Social media,bah humbug.
Thats what I should blurt out.
But I too am one of the addicts out there.
But this media is the place that has been throwing quite a few stark realisations straight on my face since a long time.
I am not being me or basically am not being what I intend to be but rather what I succumb to be.
The whole profile pages,the albums,the wall to wall talks are all showing me people who are finally giving way to eccentrities.
There are people who are going on the craziest of the trips.
There are my very own friends who have been embarking on the most bizarre professions that I had dreamed of,
or more properly felt in awe of.
When I turn my neck around I see people who are going to become lawyers,cinematographers,chefs and even many who are at home.
Somewhere today i am feeling that I am very soon turning into that cribbing regular man who cribs, spathes himself again and again in a glorified crying.
i tend to innovate caricatured excuses of job,of studies and n more alibis every other day.
But every day I know deep down that dude you had to be there.
Look at the sun rising from the peak's tip,look at the concoction that he just made,look at the awesome video she just made,Dude I had to be there.
But the biggest question that stands straight is why then am here.
I too want to be happy,clicking pics in places where I yearn to be.
i too want to be bubbling with a euphoria where I would be proud to say taht :look dude I belong here.

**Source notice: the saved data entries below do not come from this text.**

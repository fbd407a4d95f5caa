//! Logging configuration and setup.

use serde::{Deserialize, Serialize};
use tracing_subscriber::{
    EnvFilter, Layer, Registry,
    fmt::{self, MakeWriter, format::FmtSpan},
    layer::SubscriberExt,
    util::SubscriberInitExt,
};

use crate::error::{TelemetryError, TelemetryResult};

/// Log format options.
#[derive(Debug, Clone, Copy, Default, PartialEq, Eq, Serialize, Deserialize)]
#[serde(rename_all = "lowercase")]
pub enum LogFormat {
    /// Human-readable format with colors (default).
    #[default]
    Pretty,
    /// Compact single-line format.
    Compact,
    /// JSON format for structured logging.
    Json,
    /// Full format with all fields.
    Full,
}

impl LogFormat {
    /// Parse a format name as written in configuration files.
    #[must_use]
    pub fn parse(name: &str) -> Option<Self> {
        match name {
            "pretty" => Some(Self::Pretty),
            "compact" => Some(Self::Compact),
            "json" => Some(Self::Json),
            "full" => Some(Self::Full),
            _ => None,
        }
    }
}

/// Log output target.
#[derive(Debug, Clone, Copy, Default, PartialEq, Eq, Serialize, Deserialize)]
#[serde(rename_all = "lowercase")]
pub enum LogTarget {
    /// Log to stdout.
    Stdout,
    /// Log to stderr.
    #[default]
    Stderr,
}

/// Logging configuration.
#[derive(Debug, Clone, Serialize, Deserialize)]
pub struct LogConfig {
    /// Log level filter (e.g., "info", "debug", "trace").
    #[serde(default = "default_level")]
    pub level: String,
    /// Log format.
    #[serde(default)]
    pub format: LogFormat,
    /// Log target.
    #[serde(default)]
    pub target: LogTarget,
    /// Whether to include timestamps.
    #[serde(default = "default_true")]
    pub timestamps: bool,
    /// Whether to include file/line info.
    #[serde(default)]
    pub file_info: bool,
    /// Whether to include span events.
    #[serde(default)]
    pub span_events: bool,
    /// Whether to use ANSI colors.
    #[serde(default = "default_true")]
    pub ansi: bool,
    /// Directive overrides (e.g., `kinship_core=debug`).
    #[serde(default)]
    pub directives: Vec<String>,
}

fn default_level() -> String {
    "info".to_string()
}

fn default_true() -> bool {
    true
}

impl Default for LogConfig {
    fn default() -> Self {
        Self {
            level: default_level(),
            format: LogFormat::default(),
            target: LogTarget::default(),
            timestamps: true,
            file_info: false,
            span_events: false,
            ansi: true,
            directives: Vec::new(),
        }
    }
}

impl LogConfig {
    /// Create a new log config with the specified level.
    #[must_use]
    pub fn new(level: impl Into<String>) -> Self {
        Self {
            level: level.into(),
            ..Default::default()
        }
    }

    /// Set the log format.
    #[must_use]
    pub fn with_format(mut self, format: LogFormat) -> Self {
        self.format = format;
        self
    }

    /// Set the log target.
    #[must_use]
    pub fn with_target(mut self, target: LogTarget) -> Self {
        self.target = target;
        self
    }

    /// Add a directive override.
    #[must_use]
    pub fn with_directive(mut self, directive: impl Into<String>) -> Self {
        self.directives.push(directive.into());
        self
    }

    /// Disable timestamps.
    #[must_use]
    pub fn without_timestamps(mut self) -> Self {
        self.timestamps = false;
        self
    }

    /// Enable file/line info.
    #[must_use]
    pub fn with_file_info(mut self) -> Self {
        self.file_info = true;
        self
    }

    /// Enable span open/close events.
    #[must_use]
    pub fn with_span_events(mut self) -> Self {
        self.span_events = true;
        self
    }

    /// Disable ANSI colors.
    #[must_use]
    pub fn without_ansi(mut self) -> Self {
        self.ansi = false;
        self
    }

    /// Build the env filter from config.
    fn build_filter(&self) -> TelemetryResult<EnvFilter> {
        let mut filter = EnvFilter::try_new(&self.level)
            .map_err(|e| TelemetryError::ConfigError(e.to_string()))?;

        for directive in &self.directives {
            filter = filter.add_directive(directive.parse().map_err(
                |e: tracing_subscriber::filter::ParseError| {
                    TelemetryError::ConfigError(e.to_string())
                },
            )?);
        }

        Ok(filter)
    }

    fn span_events(&self) -> FmtSpan {
        if self.span_events {
            FmtSpan::NEW | FmtSpan::CLOSE
        } else {
            FmtSpan::NONE
        }
    }
}

#[cfg(feature = "config")]
impl From<&kinship_config::LoggingConfig> for LogConfig {
    fn from(cfg: &kinship_config::LoggingConfig) -> Self {
        Self {
            level: cfg.level.clone(),
            format: LogFormat::parse(&cfg.format).unwrap_or_default(),
            directives: cfg.directives.clone(),
            ..Default::default()
        }
    }
}

type BoxedLayer = Box<dyn Layer<Registry> + Send + Sync>;

/// Build the formatting layer for `config`, writing to `writer`.
fn fmt_layer<W>(config: &LogConfig, writer: W) -> BoxedLayer
where
    W: for<'a> MakeWriter<'a> + Send + Sync + 'static,
{
    let base = fmt::layer()
        .with_writer(writer)
        .with_ansi(config.ansi)
        .with_file(config.file_info)
        .with_line_number(config.file_info)
        .with_span_events(config.span_events());

    macro_rules! finish {
        ($layer:expr) => {
            if config.timestamps {
                Box::new($layer) as BoxedLayer
            } else {
                Box::new($layer.without_time()) as BoxedLayer
            }
        };
    }

    match config.format {
        LogFormat::Json => finish!(base.json()),
        LogFormat::Pretty => finish!(base.pretty()),
        LogFormat::Compact => finish!(base.compact()),
        LogFormat::Full => finish!(base),
    }
}

/// Set up logging with the given configuration.
///
/// # Errors
///
/// Returns an error if the configuration is invalid or a global subscriber
/// is already installed.
pub fn setup_logging(config: &LogConfig) -> TelemetryResult<()> {
    let filter = config.build_filter()?;
    let layer = match config.target {
        LogTarget::Stdout => fmt_layer(config, std::io::stdout),
        LogTarget::Stderr => fmt_layer(config, std::io::stderr),
    };
    tracing_subscriber::registry()
        .with(layer)
        .with(filter)
        .try_init()
        .map_err(|e| TelemetryError::InitError(e.to_string()))
}

/// Set up default logging (info level, stderr, pretty format).
///
/// # Errors
///
/// Returns an error if logging cannot be initialized.
pub fn setup_default_logging() -> TelemetryResult<()> {
    setup_logging(&LogConfig::default())
}
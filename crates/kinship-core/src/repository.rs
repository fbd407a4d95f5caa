//! The repository: write path and entry point to every relationship handle.
//!
//! Index and participation writes issued by [`Repository::save`] are not
//! atomic with the record write. A crash between the two, or two writers
//! racing past the same uniqueness guard, leaves drift that the audit and
//! repair engines detect and heal.

use std::collections::BTreeSet;
use std::sync::Arc;

use kinship_config::Config;
use kinship_storage::{Command, Connection, KvStore, Pipeline, Reply, ValueKind};
use tracing::{debug, warn};

use crate::audit::{AuditEngine, AuditOptions};
use crate::error::{KinshipError, KinshipResult};
use crate::keys::KeySchema;
use crate::model::ModelDescriptor;
use crate::multi_index::MultiIndex;
use crate::participation::Participation;
use crate::record::{HashRecords, Record, RecordLayer};
use crate::repair::{RepairEngine, RepairOptions, RepairSummary};
use crate::report::AuditReport;
use crate::score::timestamp_score;
use crate::timeline::Timeline;
use crate::unique_index::UniqueIndex;

struct Inner {
    conn: Connection,
    keys: KeySchema,
    records: Arc<dyn RecordLayer>,
    config: Config,
}

/// Shared access to the store, the key layout and the record layer.
///
/// Cloning is cheap; every handle keeps its own clone.
#[derive(Clone)]
pub struct Repository {
    inner: Arc<Inner>,
}

impl std::fmt::Debug for Repository {
    fn fmt(&self, f: &mut std::fmt::Formatter<'_>) -> std::fmt::Result {
        f.debug_struct("Repository")
            .field("keys", &self.inner.keys)
            .finish_non_exhaustive()
    }
}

This is what i wanted to do all my life.
Then where am I going wrong.
Let me see what I actually want to do.
First is to write,write endlessly,maybe just a letter or maybe a novel,maybe for my solace or maybe for the world's pensieve.
So what is stopping me.
Me and me alone.
Am I stuck in a priority quagmire which is eating me and me trying to eat it almost at the same time.
Cause I have got excuses ready.
I want to do that bloody MBA since I dont know when.I am so vexed at times that it seems even stupid to put it in writing a crime.
And whats stopping me now.Thats me again.
This I say cause it is the only respite for me.
But then there is the acting bug which is there or not or well maybe ummmmm....
Whatever atleast the bug of living shouldn't die.
Maybe one day I would meet you all and say:
"Dude,that's what exactly am made for:)"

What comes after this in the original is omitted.